Amazing what some people write and think. A writer for the Daily Breeze, out of LA, says Babe Ruth would have juiced.
Babe Ruth would have done steroids, too. He did everything else. If all he had to do was drop his pants for a boost of power, well then, that wouldn't have been much of a departure from his habits. He was, after all, just a ballplayer, and it's always about chasing. But Ruth signed a few more autographs than Barry Bonds did, so he's considered colorful instead of cancerous.
Ruth was a ballplayer who lived larger than the rest, a glutton with two distinctions: He wore pinstripes, and no one ever got to see what Josh Gibson might have done to his record had he played in the big leagues.
Now, we've gotten to see what Gibson, another glutton, might have done, though with the name of Barry Bonds. And as the caravan of hatred rolled into Dodger Stadium Tuesday night, here it is, ladies and gentlemen: like him or, more likely, hate him, Bonds is good for baseball.
Quite a stretch to predict an athlete's behavior. Especially an athlete like Babe Ruth, who dominated without PEDs.
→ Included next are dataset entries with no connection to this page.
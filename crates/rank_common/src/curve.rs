//! Level curve
//!
//! `requirement(L) = base + L² · quad + L · linear` is the XP needed to
//! advance from level `L` to `L + 1`. All level arithmetic in the workspace
//! goes through [`LevelCurve`]; nothing else derives levels on its own.

use crate::error::{LevelingError, Result};
use serde::{Deserialize, Serialize};

pub const DEFAULT_BASE: u64 = 100;
pub const DEFAULT_QUAD: u64 = 20;
pub const DEFAULT_LINEAR: u64 = 50;

/// Quadratic XP curve. Stateless and `Copy`.
#[derive(Debug, Clone, Copy, PartialEq, Eq, Serialize, Deserialize)]
pub struct LevelCurve {
    base: u64,
    quad: u64,
    linear: u64,
}

/// Position of a total inside its level, computed in one pass.
#[derive(Debug, Clone, Copy, PartialEq, Eq, Serialize, Deserialize)]
pub struct LevelProgress {
    pub level: u32,
    pub xp_into_level: u64,
    pub xp_needed_for_level: u64,
}

impl Default for LevelCurve {
    fn default() -> Self {
        Self {
            base: DEFAULT_BASE,
            quad: DEFAULT_QUAD,
            linear: DEFAULT_LINEAR,
        }
    }
}

impl LevelCurve {
    /// Build a curve. It must be strictly positive and strictly increasing,
    /// so `base > 0` and at least one of `quad` / `linear` is non-zero.
    pub fn new(base: u64, quad: u64, linear: u64) -> Result<Self> {
        if base == 0 {
            return Err(LevelingError::InvalidCurve(
                "base must be greater than zero".to_string(),
            ));
        }
        if quad == 0 && linear == 0 {
            return Err(LevelingError::InvalidCurve(
                "quad and linear cannot both be zero".to_string(),
            ));
        }
        Ok(Self { base, quad, linear })
    }

    pub fn base(&self) -> u64 {
        self.base
    }

    pub fn quad(&self) -> u64 {
        self.quad
    }

    pub fn linear(&self) -> u64 {
        self.linear
    }

    /// XP needed to go from `level` to `level + 1`.
    pub fn requirement_for(&self, level: u32) -> u64 {
        let l = u64::from(level);
        self.base
            .saturating_add(l.saturating_mul(l).saturating_mul(self.quad))
            .saturating_add(l.saturating_mul(self.linear))
    }

    pub fn level_from_total(&self, total_xp: u64) -> u32 {
        self.progress_within_level(total_xp).level
    }

    /// Walk the curve from level 0, subtracting each requirement while the
    /// remainder still covers it.
    pub fn progress_within_level(&self, total_xp: u64) -> LevelProgress {
        let mut level = 0u32;
        let mut remainder = total_xp;

        loop {
            let needed = self.requirement_for(level);
            if remainder < needed || level == u32::MAX {
                return LevelProgress {
                    level,
                    xp_into_level: remainder,
                    xp_needed_for_level: needed,
                };
            }
            remainder -= needed;
            level += 1;
        }
    }

    /// Cumulative XP needed to reach `level` from zero.
    pub fn total_for_level(&self, level: u32) -> u64 {
        (0..level).fold(0u64, |acc, l| acc.saturating_add(self.requirement_for(l)))
    }
}

#[cfg(test)]
mod tests {
    use super::*;

    #[test]
    fn test_default_requirements() {
        let curve = LevelCurve::default();
        assert_eq!(curve.requirement_for(0), 100);
        assert_eq!(curve.requirement_for(1), 170);
        assert_eq!(curve.requirement_for(2), 280);
        assert_eq!(curve.requirement_for(10), 100 + 2000 + 500);
    }

    #[test]
    fn test_requirement_strictly_increasing() {
        let curve = LevelCurve::default();
        for level in 0..500 {
            assert!(
                curve.requirement_for(level + 1) > curve.requirement_for(level),
                "curve flattened at level {}",
                level
            );
        }

        let linear_only = LevelCurve::new(1, 0, 1).unwrap();
        for level in 0..500 {
            assert!(linear_only.requirement_for(level + 1) > linear_only.requirement_for(level));
        }
    }

    #[test]
    fn test_level_boundaries() {
        let curve = LevelCurve::default();
        assert_eq!(curve.level_from_total(0), 0);
        assert_eq!(curve.level_from_total(99), 0);
        assert_eq!(curve.level_from_total(100), 1);
        assert_eq!(curve.level_from_total(269), 1);
        assert_eq!(curve.level_from_total(270), 2);
        assert_eq!(curve.level_from_total(500), 2);
        assert_eq!(curve.level_from_total(550), 3);
    }

    #[test]
    fn test_progress_agrees_with_level() {
        let curve = LevelCurve::default();
        for total in (0..20_000u64).step_by(7) {
            let progress = curve.progress_within_level(total);
            assert_eq!(progress.level, curve.level_from_total(total));
            assert!(progress.xp_into_level < progress.xp_needed_for_level);
            assert_eq!(progress.xp_needed_for_level, curve.requirement_for(progress.level));
        }
    }

    #[test]
    fn test_progress_partial_level() {
        let progress = LevelCurve::default().progress_within_level(500);
        assert_eq!(
            progress,
            LevelProgress {
                level: 2,
                xp_into_level: 230,
                xp_needed_for_level: 280,
            }
        );
    }

    #[test]
    fn test_total_for_level_inverts_level_from_total() {
        let curve = LevelCurve::default();
        assert_eq!(curve.total_for_level(0), 0);
        assert_eq!(curve.total_for_level(1), 100);
        assert_eq!(curve.total_for_level(3), 100 + 170 + 280);
        for level in 0..200 {
            let total = curve.total_for_level(level);
            assert_eq!(curve.level_from_total(total), level);
            if total > 0 {
                assert_eq!(curve.level_from_total(total - 1), level - 1);
            }
        }
    }

    #[test]
    fn test_huge_totals_do_not_overflow() {
        let curve = LevelCurve::default();
        let progress = curve.progress_within_level(u64::MAX);
        assert!(progress.level > 0);
        assert!(progress.xp_into_level < progress.xp_needed_for_level);
        assert_eq!(curve.requirement_for(u32::MAX), u64::MAX);
    }

    #[test]
    fn test_invalid_curves_rejected() {
        assert!(matches!(
            LevelCurve::new(0, 20, 50),
            Err(LevelingError::InvalidCurve(_))
        ));
        assert!(matches!(
            LevelCurve::new(100, 0, 0),
            Err(LevelingError::InvalidCurve(_))
        ));
        assert!(LevelCurve::new(100, 0, 50).is_ok());
    }
}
Although the perception exists Ruth accomplished his feats drinking beer, in fact Ruth hired a personal trainer during the off-season. There is little evidence that Ruth cheated for his advantage. Hedonism is not cheating.
The writer also believes that hundereds of Bonds contempories used PEDs to cheat the game. Further, MLB manipulates the 'hatred' of Bonds for financial gain.
f you despise Bonds because you believe he cheated, you must also accept that hundreds of players of his era likely did as well. If you despise Bonds because you need a villain in your life, that's OK, because you paid to see him play...
The animosity toward Bonds is worth hard currency. MLB knows this. On their own Web site, you can find an easy link to Bonds' Web site, and if you play the streaming media, you'll find it is generated by the league. Hatred is sparked by passion. Passion is what helps the game survive. MLB knows that a villain is worth billions, and is most certainly worth more alive than he is dead.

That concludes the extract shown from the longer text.